Semiquantitative cytochemistry in evaluation of apoptotic capacity in bronchoalveolar lavage of smokers and patients with non-small-cell lung cancer.

Apoptotic capacity of pulmonary tissue to produce or remove apoptotic cells by alveolar macrophages (ALMs) was investigated in three groups: healthy volunteers, smokers and patients with non-small-cell lung cancer (NSCLC). Differential cell counting of bronchoalveolar lavage (BAL) specimens revealed significantly higher percentages of neutrophils and eosinophils and decreased percentage of macrophages in BAL of patients with NSCLC in comparison with nonsmokers and smokers. Proportion of lymphocytes was significantly higher in patients with NSCLC than in smokers. These changes in the BAL cell profile may reflect immunology of the lung in pulmonary malignancies. BAL eosinophils were significantly lower and AMs increased in smokers in comparison with nonsmokers. This result might be understood as a consequence of changed tissue architecture of pulmonary tissue in situ, influenced by smoking. Apoptotic detection in cytocentrifuge preparations of BAL cell suspensions was evaluated by TUNEL method. Subsequent steps, adsorption, internalization and digestion of apoptotic cells by alveolar macrophages (AMs) were estimated by semiquantitative cytochemical scoring and indexing method and correlated with percent of free apoptotic cells.
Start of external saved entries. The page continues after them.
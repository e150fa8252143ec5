//! # Fixtures Subcommand
//!
//! Lists a fixture directory and checks it for consistency.

use std::io::Write;
use std::path::{Path, PathBuf};

use anyhow::{Context, Result};
use clap::Args;

use skt_schema::check_fixture_dir;

use crate::config::SuiteConfig;
use crate::report::Reporter;

/// Arguments for the `skt fixtures` subcommand.
#[derive(Args, Debug)]
pub struct FixturesArgs {
    /// Fixture directory. Defaults to the configured one.
    #[arg(value_name = "DIR")]
    pub dir: Option<PathBuf>,

    /// File that must be present. Repeatable; defaults to the configured
    /// required fixtures.
    #[arg(long = "require", value_name = "NAME")]
    pub require: Vec<String>,
}

/// Execute the fixtures subcommand.
///
/// Returns exit code: 0 if the directory is consistent, 1 otherwise.
pub fn run_fixtures(args: &FixturesArgs, config: &SuiteConfig) -> Result<u8> {
    let dir = match &args.dir {
        Some(dir) => config.resolve_arg(dir),
        None => config.fixtures_path(),
    };
    let required = if args.require.is_empty() {
        config.required_fixtures.as_slice()
    } else {
        args.require.as_slice()
    };

    let mut reporter = Reporter::stdio(config.suppress_token());
    let consistent = report_fixture_dir(&dir, required, &mut reporter)?;
    reporter.flush()?;

    Ok(if consistent { 0 } else { 1 })
}

/// List the directory and print its problems. Returns true if consistent.
pub fn report_fixture_dir<O: Write, E: Write>(
    dir: &Path,
    required: &[String],
    reporter: &mut Reporter<O, E>,
) -> Result<bool> {
    let report = check_fixture_dir(dir, required)
        .with_context(|| format!("cannot check fixture directory {}", dir.display()))?;

    reporter.line(format!("Fixtures in {}:", dir.display()))?;
    for file in &report.files {
        reporter.line(format!("  {file}"))?;
    }
    for problem in report.problems() {
        reporter.error(format!("  FAIL: {problem}"))?;
    }
    reporter.line(format!(
        "{} file(s), {} JSON, {}",
        report.files.len(),
        report.json_count(),
        if report.is_consistent() { "consistent" } else { "inconsistent" }
    ))?;

    Ok(report.is_consistent())
}
//! # API Spec Subcommand
//!
//! Checks an OpenAPI description for its top-level markers.

use std::path::PathBuf;

use anyhow::{bail, Context, Result};
use clap::Args;

use skt_schema::{check_api_spec, API_SPEC_MARKERS};

use crate::config::SuiteConfig;
use crate::report::Reporter;

/// Arguments for the `skt api-spec` subcommand.
#[derive(Args, Debug)]
pub struct ApiSpecArgs {
    /// API description file. Defaults to the configured one.
    #[arg(value_name = "FILE")]
    pub file: Option<PathBuf>,
}

/// Execute the api-spec subcommand.
///
/// Returns exit code: 0 if every marker is present, 1 otherwise.
pub fn run_api_spec(args: &ApiSpecArgs, config: &SuiteConfig) -> Result<u8> {
    let path = match (&args.file, config.api_spec_path()) {
        (Some(file), _) => config.resolve_arg(file),
        (None, Some(configured)) => configured,
        (None, None) => bail!("no API description given and none configured"),
    };

    let report = check_api_spec(&path)
        .with_context(|| format!("cannot check API description {}", path.display()))?;

    let mut reporter = Reporter::stdio(config.suppress_token());
    for marker in API_SPEC_MARKERS {
        if report.missing_markers.contains(&marker) {
            reporter.error(format!("  missing: {marker}"))?;
        } else {
            reporter.line(format!("  found:   {marker}"))?;
        }
    }
    reporter.line(format!(
        "{}: {}",
        path.display(),
        if report.is_complete() { "complete" } else { "incomplete" }
    ))?;
    reporter.flush()?;

    Ok(if report.is_complete() { 0 } else { 1 })
}
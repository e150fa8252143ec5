//! # skt-cli — SpecKit Fixture Runner
//!
//! The `skt` command-line interface. It reads `speckit.yaml`, runs the
//! fixture suite with a per-check timeout, and reports pass/fail with
//! field-level diagnostics.
//!
//! ## Subcommands
//!
//! - `skt check` — run every configured check.
//! - `skt validate` — validate documents against a schema.
//! - `skt fixtures` — list and check a fixture directory.
//! - `skt api-spec` — check an OpenAPI description's markers.
//!
//! ```bash
//! skt check
//! skt validate --schema schemas/user.schema.json test-data/*.json
//! skt fixtures test-data --require sample-user.json
//! skt api-spec api-specs/sample-api.yaml
//! ```

pub mod api_spec;
pub mod check;
pub mod config;
pub mod fixtures;
pub mod report;
pub mod suite;
pub mod validate;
Significant increase of apoptotic capacity of pulmonary tissue in control smokers (289.55+/-50.77) in comparison with that of non-smokers (218.29+/-56.24) could be a consequence of stimulated digestion inside the AMs; decreased apoptotic capacity of pulmonary tissue in NSCLC (150.30+/-40.61; p<0.05), in comparison with non-smokers and smokers is in relation to a reduced phagocytosis of the apoptotic remnants, which might be either the cause or the consequence of the oncogenic process.